**TO DO**
Could you copy every line of the data that contains "AppointmentStatus"?

───── GIVEN DATA ─────

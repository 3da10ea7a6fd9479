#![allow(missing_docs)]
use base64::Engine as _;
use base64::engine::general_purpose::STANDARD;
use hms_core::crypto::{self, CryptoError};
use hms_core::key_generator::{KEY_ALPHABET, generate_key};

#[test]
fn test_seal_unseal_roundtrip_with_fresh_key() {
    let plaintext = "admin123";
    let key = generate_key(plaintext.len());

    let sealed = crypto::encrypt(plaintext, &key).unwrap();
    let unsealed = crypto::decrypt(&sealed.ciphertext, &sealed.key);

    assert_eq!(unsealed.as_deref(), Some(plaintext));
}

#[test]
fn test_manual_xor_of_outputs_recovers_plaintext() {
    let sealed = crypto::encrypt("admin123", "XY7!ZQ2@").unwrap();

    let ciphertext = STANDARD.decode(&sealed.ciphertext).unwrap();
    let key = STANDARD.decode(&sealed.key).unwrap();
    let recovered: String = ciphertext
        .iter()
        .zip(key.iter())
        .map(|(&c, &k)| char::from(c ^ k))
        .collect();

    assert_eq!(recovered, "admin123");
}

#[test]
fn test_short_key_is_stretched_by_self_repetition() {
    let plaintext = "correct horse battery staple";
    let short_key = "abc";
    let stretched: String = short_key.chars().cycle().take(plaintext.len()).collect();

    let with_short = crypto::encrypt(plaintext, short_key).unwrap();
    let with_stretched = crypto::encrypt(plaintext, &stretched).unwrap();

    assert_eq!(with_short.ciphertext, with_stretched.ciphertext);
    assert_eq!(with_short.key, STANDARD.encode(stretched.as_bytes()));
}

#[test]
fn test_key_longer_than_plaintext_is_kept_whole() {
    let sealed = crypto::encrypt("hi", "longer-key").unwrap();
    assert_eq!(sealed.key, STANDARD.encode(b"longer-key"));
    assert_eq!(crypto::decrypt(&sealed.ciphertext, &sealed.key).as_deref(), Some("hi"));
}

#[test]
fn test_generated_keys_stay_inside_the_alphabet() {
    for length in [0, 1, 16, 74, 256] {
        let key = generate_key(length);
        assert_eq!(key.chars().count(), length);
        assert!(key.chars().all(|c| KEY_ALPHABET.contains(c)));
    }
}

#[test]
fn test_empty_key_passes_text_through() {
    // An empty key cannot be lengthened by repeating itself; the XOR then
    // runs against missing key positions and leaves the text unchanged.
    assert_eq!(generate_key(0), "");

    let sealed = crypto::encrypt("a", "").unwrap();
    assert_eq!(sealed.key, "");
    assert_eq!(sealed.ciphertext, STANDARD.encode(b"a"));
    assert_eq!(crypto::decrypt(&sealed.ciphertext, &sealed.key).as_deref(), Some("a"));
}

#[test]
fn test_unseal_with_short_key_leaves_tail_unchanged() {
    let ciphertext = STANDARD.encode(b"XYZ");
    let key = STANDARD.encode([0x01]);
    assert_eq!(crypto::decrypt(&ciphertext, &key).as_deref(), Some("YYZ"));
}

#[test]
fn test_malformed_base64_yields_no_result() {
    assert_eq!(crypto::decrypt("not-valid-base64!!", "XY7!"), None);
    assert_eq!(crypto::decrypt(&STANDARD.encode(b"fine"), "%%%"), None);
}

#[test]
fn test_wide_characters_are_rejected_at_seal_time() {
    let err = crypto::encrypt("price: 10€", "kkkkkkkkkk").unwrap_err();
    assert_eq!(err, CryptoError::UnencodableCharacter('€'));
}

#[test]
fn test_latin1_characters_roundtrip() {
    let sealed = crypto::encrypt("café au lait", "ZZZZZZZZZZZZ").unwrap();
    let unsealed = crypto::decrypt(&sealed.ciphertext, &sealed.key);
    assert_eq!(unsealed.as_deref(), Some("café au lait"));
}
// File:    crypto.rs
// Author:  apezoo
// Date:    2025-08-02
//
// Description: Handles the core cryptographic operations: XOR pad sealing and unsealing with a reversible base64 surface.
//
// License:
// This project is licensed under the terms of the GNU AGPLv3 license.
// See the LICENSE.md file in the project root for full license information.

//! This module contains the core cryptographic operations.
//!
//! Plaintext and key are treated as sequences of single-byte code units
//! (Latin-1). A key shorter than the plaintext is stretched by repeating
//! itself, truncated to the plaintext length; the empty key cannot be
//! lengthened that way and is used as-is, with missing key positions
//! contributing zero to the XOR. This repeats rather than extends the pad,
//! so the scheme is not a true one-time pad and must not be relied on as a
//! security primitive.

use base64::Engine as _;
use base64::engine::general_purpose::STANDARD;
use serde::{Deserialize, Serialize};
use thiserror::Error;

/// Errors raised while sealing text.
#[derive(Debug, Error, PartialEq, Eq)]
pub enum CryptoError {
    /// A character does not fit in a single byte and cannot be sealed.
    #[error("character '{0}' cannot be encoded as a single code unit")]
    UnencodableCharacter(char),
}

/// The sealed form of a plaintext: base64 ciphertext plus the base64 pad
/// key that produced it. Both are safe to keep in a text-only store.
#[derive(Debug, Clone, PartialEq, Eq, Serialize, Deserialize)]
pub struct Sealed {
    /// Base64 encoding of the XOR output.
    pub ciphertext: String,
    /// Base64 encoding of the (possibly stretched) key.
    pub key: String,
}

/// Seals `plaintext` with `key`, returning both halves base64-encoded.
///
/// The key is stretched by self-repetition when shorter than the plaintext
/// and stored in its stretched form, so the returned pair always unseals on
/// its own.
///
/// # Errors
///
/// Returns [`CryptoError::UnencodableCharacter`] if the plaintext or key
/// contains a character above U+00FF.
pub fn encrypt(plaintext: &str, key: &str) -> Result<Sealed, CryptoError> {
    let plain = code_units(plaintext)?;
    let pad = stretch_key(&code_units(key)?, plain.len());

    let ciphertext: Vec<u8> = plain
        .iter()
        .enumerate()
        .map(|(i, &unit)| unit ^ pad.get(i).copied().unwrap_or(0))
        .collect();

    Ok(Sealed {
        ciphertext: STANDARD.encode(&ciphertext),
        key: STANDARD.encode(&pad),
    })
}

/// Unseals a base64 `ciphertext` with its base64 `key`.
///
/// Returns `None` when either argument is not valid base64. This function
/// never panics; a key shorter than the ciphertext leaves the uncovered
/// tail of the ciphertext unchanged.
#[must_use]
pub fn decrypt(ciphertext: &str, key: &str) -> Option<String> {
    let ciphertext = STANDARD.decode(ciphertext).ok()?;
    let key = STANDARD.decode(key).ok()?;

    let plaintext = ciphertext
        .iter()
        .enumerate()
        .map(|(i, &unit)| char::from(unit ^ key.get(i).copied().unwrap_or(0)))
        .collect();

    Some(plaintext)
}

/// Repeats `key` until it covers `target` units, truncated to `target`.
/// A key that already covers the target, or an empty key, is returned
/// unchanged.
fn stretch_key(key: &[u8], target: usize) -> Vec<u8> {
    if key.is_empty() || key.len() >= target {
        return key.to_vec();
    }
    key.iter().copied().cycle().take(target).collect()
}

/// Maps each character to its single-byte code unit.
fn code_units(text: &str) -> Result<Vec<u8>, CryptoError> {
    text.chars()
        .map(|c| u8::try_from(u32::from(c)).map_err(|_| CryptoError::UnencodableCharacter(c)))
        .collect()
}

─────
───── GIVEN DATA ─────

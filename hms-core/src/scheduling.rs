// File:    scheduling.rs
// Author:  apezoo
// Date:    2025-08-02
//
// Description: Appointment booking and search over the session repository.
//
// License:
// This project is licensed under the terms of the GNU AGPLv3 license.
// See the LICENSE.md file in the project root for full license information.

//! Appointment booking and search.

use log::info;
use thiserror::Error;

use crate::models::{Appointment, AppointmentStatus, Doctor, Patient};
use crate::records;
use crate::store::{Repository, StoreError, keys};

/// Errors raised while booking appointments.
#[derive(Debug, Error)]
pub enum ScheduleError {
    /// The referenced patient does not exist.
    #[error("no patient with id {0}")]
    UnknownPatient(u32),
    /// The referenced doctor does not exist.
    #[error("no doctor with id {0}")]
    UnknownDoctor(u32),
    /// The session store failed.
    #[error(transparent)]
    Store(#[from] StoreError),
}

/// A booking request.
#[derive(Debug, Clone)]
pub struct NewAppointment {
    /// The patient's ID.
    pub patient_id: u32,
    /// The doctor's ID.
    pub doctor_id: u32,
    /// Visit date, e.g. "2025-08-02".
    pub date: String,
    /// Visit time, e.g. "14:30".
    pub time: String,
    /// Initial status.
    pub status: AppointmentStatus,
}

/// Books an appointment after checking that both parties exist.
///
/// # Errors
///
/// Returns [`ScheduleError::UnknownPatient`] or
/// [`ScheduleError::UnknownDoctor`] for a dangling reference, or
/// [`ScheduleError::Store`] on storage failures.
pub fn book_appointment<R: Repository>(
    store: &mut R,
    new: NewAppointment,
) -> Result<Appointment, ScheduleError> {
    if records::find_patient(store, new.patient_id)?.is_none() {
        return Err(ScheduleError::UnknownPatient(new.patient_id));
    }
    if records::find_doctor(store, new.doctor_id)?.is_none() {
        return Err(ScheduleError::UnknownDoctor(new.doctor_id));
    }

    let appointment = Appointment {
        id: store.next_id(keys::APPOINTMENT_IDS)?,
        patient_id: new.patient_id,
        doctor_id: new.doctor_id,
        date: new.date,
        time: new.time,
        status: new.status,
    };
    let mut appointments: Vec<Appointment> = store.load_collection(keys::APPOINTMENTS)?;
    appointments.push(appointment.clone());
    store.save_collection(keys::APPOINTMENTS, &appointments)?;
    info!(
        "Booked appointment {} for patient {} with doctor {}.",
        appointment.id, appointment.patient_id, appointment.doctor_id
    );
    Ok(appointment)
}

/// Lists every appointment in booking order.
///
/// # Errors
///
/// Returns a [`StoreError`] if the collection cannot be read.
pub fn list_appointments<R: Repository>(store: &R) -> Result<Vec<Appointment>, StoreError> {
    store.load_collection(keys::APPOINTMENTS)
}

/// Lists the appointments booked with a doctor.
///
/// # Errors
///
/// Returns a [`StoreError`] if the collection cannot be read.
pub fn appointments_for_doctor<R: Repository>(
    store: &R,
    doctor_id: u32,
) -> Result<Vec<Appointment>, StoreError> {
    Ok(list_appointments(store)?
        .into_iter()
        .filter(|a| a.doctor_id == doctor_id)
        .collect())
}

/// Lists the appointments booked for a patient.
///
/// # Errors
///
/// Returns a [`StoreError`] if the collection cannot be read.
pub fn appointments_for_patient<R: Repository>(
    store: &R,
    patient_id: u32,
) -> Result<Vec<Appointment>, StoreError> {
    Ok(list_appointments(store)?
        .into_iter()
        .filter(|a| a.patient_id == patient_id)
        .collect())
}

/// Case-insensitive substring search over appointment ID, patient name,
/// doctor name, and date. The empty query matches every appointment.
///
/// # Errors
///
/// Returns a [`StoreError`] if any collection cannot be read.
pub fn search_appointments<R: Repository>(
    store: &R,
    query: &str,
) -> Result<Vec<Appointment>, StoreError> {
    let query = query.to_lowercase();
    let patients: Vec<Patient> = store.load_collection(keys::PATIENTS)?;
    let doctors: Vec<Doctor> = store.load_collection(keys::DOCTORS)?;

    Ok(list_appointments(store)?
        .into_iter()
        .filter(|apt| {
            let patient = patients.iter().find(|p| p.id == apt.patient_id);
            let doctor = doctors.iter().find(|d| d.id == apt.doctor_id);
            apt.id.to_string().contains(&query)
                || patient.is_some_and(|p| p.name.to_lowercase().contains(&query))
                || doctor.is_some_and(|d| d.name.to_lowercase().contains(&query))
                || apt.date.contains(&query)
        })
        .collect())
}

─────

**SOLVED EXERCISE**
use crate::models::{Appointment, AppointmentStatus, Doctor, Patient};
    pub status: AppointmentStatus,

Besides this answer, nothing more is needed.